//! The lock table, wait-for graph, and waiter queues.

use super::types::{HeldLock, LockKey, LockMode, Waiter};
use crate::error::LockDenied;
use crate::transaction::IsolationLevel;
use crate::types::TransactionId;
use parking_lot::Mutex;
use std::collections::{HashMap, HashSet, VecDeque};
use std::time::{Duration, Instant};

struct LockTable {
    locks: HashMap<LockKey, HeldLock>,
    wait_for_graph: HashMap<TransactionId, HashSet<TransactionId>>,
    waiters: HashMap<LockKey, VecDeque<Waiter>>,
}

impl LockTable {
    fn new() -> Self {
        Self {
            locks: HashMap::new(),
            wait_for_graph: HashMap::new(),
            waiters: HashMap::new(),
        }
    }

    /// DFS over the wait-for graph starting at `start`, looking for a cycle
    /// back to `start` itself.
    fn has_cycle_from(&self, start: TransactionId) -> bool {
        let mut visited = HashSet::new();
        let mut path = HashSet::new();
        self.dfs(start, &mut visited, &mut path)
    }

    fn dfs(&self, node: TransactionId, visited: &mut HashSet<TransactionId>, path: &mut HashSet<TransactionId>) -> bool {
        if path.contains(&node) {
            return true;
        }
        if visited.contains(&node) {
            return false;
        }
        visited.insert(node);
        path.insert(node);
        if let Some(neighbors) = self.wait_for_graph.get(&node) {
            for &neighbor in neighbors {
                if self.dfs(neighbor, visited, path) {
                    return true;
                }
            }
        }
        path.remove(&node);
        false
    }
}

/// Grants and releases shared/exclusive document locks, detecting deadlocks
/// via wait-for-graph cycle detection.
///
/// A single mutex guards the lock table, the wait-for graph, and the waiter
/// queues together (§5 "the lock manager serializes its table via a single
/// mutex") so that the grant-or-enqueue decision for one key is made
/// atomically with respect to every other key.
pub struct LockManager {
    table: Mutex<LockTable>,
    lock_timeout: Duration,
}

impl LockManager {
    /// Creates a lock manager that drops waiters older than `lock_timeout`.
    #[must_use]
    pub fn new(lock_timeout: Duration) -> Self {
        Self {
            table: Mutex::new(LockTable::new()),
            lock_timeout,
        }
    }

    /// Attempts to grant `mode` on `key` to `txn`.
    ///
    /// Returns `Ok(())` if granted (including idempotent same-transaction
    /// re-acquisition), or `Err(LockDenied)` if a different transaction
    /// already holds the key. A would-be-cyclic wait returns
    /// `LockDenied::Deadlock`; otherwise the caller is queued and
    /// `LockDenied::Waiting` is returned.
    pub fn acquire(
        &self,
        key: LockKey,
        mode: LockMode,
        txn: TransactionId,
        isolation: IsolationLevel,
    ) -> Result<(), LockDenied> {
        let mut table = self.table.lock();

        let Some(held) = table.locks.get(&key) else {
            table.locks.insert(
                key,
                HeldLock {
                    mode,
                    txn,
                    acquired_at: Instant::now(),
                    isolation,
                },
            );
            return Ok(());
        };

        if held.txn == txn {
            // Same-transaction upgrade: WRITE always grants; a held WRITE
            // already dominates a requested READ, so no table change is
            // needed either way.
            if mode == LockMode::Write {
                table.locks.insert(
                    key,
                    HeldLock {
                        mode,
                        txn,
                        acquired_at: Instant::now(),
                        isolation,
                    },
                );
            }
            return Ok(());
        }

        let holder = held.txn;
        table.wait_for_graph.entry(txn).or_default().insert(holder);
        if table.has_cycle_from(txn) {
            if let Some(edges) = table.wait_for_graph.get_mut(&txn) {
                edges.remove(&holder);
            }
            return Err(LockDenied::Deadlock);
        }

        table.waiters.entry(key).or_default().push_back(Waiter {
            txn,
            mode,
            enqueued_at: Instant::now(),
        });
        Err(LockDenied::Waiting)
    }

    /// Releases `key` if held by `txn`.
    ///
    /// On release, the head of the waiter queue (if any) is inspected: a
    /// waiter older than `lock_timeout` is dropped without granting; the
    /// lock remains free. Otherwise the head waiter is granted immediately,
    /// with its isolation tag hardcoded to `ReadCommitted` regardless of
    /// what it requested (preserved source behavior, see DESIGN.md).
    ///
    /// Returns `false` (a silent no-op) if `txn` does not hold `key`.
    pub fn release(&self, key: &LockKey, txn: TransactionId) -> bool {
        let mut table = self.table.lock();

        let holds_it = table.locks.get(key).is_some_and(|held| held.txn == txn);
        if !holds_it {
            return false;
        }
        table.locks.remove(key);

        if let Some(waiters) = table.waiters.get_mut(key) {
            if let Some(next) = waiters.front() {
                if next.enqueued_at.elapsed() > self.lock_timeout {
                    waiters.pop_front();
                } else {
                    let next = waiters.pop_front().expect("front checked above");
                    table.locks.insert(
                        key.clone(),
                        HeldLock {
                            mode: next.mode,
                            txn: next.txn,
                            acquired_at: Instant::now(),
                            isolation: IsolationLevel::ReadCommitted,
                        },
                    );
                }
            }
        }

        true
    }

    /// Clears every lock entry held by `txn` and removes `txn` from both
    /// sides of the wait-for graph.
    ///
    /// Unlike [`release`](Self::release), this does not wake waiters — it
    /// mirrors the source's `release_transaction_locks`, which is a pure
    /// table clear.
    pub fn release_all(&self, txn: TransactionId) {
        let mut table = self.table.lock();
        table.locks.retain(|_, held| held.txn != txn);
        table.wait_for_graph.remove(&txn);
        for edges in table.wait_for_graph.values_mut() {
            edges.remove(&txn);
        }
    }

    /// Returns the mode currently held on `key`, if any.
    #[must_use]
    pub fn holder(&self, key: &LockKey) -> Option<TransactionId> {
        self.table.lock().locks.get(key).map(|held| held.txn)
    }
}

#[cfg(test)]
mod tests {
    use super::*;

    fn mgr() -> LockManager {
        LockManager::new(Duration::from_secs(30))
    }

    #[test]
    fn first_acquire_grants() {
        let lm = mgr();
        let key = LockKey::new("db", "c", "1");
        let t1 = TransactionId::new();
        assert!(lm.acquire(key, LockMode::Write, t1, IsolationLevel::Serializable).is_ok());
    }

    #[test]
    fn same_txn_write_then_read_is_idempotent() {
        let lm = mgr();
        let key = LockKey::new("db", "c", "1");
        let t1 = TransactionId::new();
        lm.acquire(key.clone(), LockMode::Write, t1, IsolationLevel::Serializable)
            .unwrap();
        assert!(lm
            .acquire(key, LockMode::Read, t1, IsolationLevel::Serializable)
            .is_ok());
    }

    #[test]
    fn different_txn_write_is_denied_and_queued() {
        let lm = mgr();
        let key = LockKey::new("db", "c", "1");
        let t1 = TransactionId::new();
        let t2 = TransactionId::new();
        lm.acquire(key.clone(), LockMode::Write, t1, IsolationLevel::Serializable)
            .unwrap();
        let err = lm
            .acquire(key, LockMode::Write, t2, IsolationLevel::Serializable)
            .unwrap_err();
        assert_eq!(err, LockDenied::Waiting);
    }

    #[test]
    fn cycle_is_refused_as_deadlock() {
        let lm = mgr();
        let k1 = LockKey::new("db", "c", "1");
        let k2 = LockKey::new("db", "c", "2");
        let t1 = TransactionId::new();
        let t2 = TransactionId::new();

        lm.acquire(k1.clone(), LockMode::Write, t1, IsolationLevel::Serializable)
            .unwrap();
        lm.acquire(k2.clone(), LockMode::Write, t2, IsolationLevel::Serializable)
            .unwrap();

        // t2 waits on t1's key 1.
        let err = lm
            .acquire(k1, LockMode::Write, t2, IsolationLevel::Serializable)
            .unwrap_err();
        assert_eq!(err, LockDenied::Waiting);

        // t1 waiting on t2's key 2 would close the cycle t1->t2->t1.
        let err = lm
            .acquire(k2, LockMode::Write, t1, IsolationLevel::Serializable)
            .unwrap_err();
        assert_eq!(err, LockDenied::Deadlock);
    }

    #[test]
    fn release_wakes_head_waiter() {
        let lm = mgr();
        let key = LockKey::new("db", "c", "1");
        let t1 = TransactionId::new();
        let t2 = TransactionId::new();
        lm.acquire(key.clone(), LockMode::Write, t1, IsolationLevel::Serializable)
            .unwrap();
        lm.acquire(key.clone(), LockMode::Write, t2, IsolationLevel::Serializable)
            .unwrap_err();

        assert!(lm.release(&key, t1));
        assert_eq!(lm.holder(&key), Some(t2));
    }

    #[test]
    fn release_by_non_holder_is_noop() {
        let lm = mgr();
        let key = LockKey::new("db", "c", "1");
        let t1 = TransactionId::new();
        let t2 = TransactionId::new();
        lm.acquire(key.clone(), LockMode::Write, t1, IsolationLevel::Serializable)
            .unwrap();
        assert!(!lm.release(&key, t2));
    }

    #[test]
    fn release_all_clears_every_held_key() {
        let lm = mgr();
        let k1 = LockKey::new("db", "c", "1");
        let k2 = LockKey::new("db", "c", "2");
        let t1 = TransactionId::new();
        lm.acquire(k1.clone(), LockMode::Write, t1, IsolationLevel::Serializable)
            .unwrap();
        lm.acquire(k2.clone(), LockMode::Write, t1, IsolationLevel::Serializable)
            .unwrap();
        lm.release_all(t1);
        assert!(lm.holder(&k1).is_none());
        assert!(lm.holder(&k2).is_none());
    }
}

== == ==

## PROBLEM REQUIREMENTS
Where a line of the data holds the word "Instant", copy that line.

## RESPONSE
use std::time::{Duration, Instant};
                    acquired_at: Instant::now(),
                        acquired_at: Instant::now(),
            enqueued_at: Instant::now(),
                            acquired_at: Instant::now(),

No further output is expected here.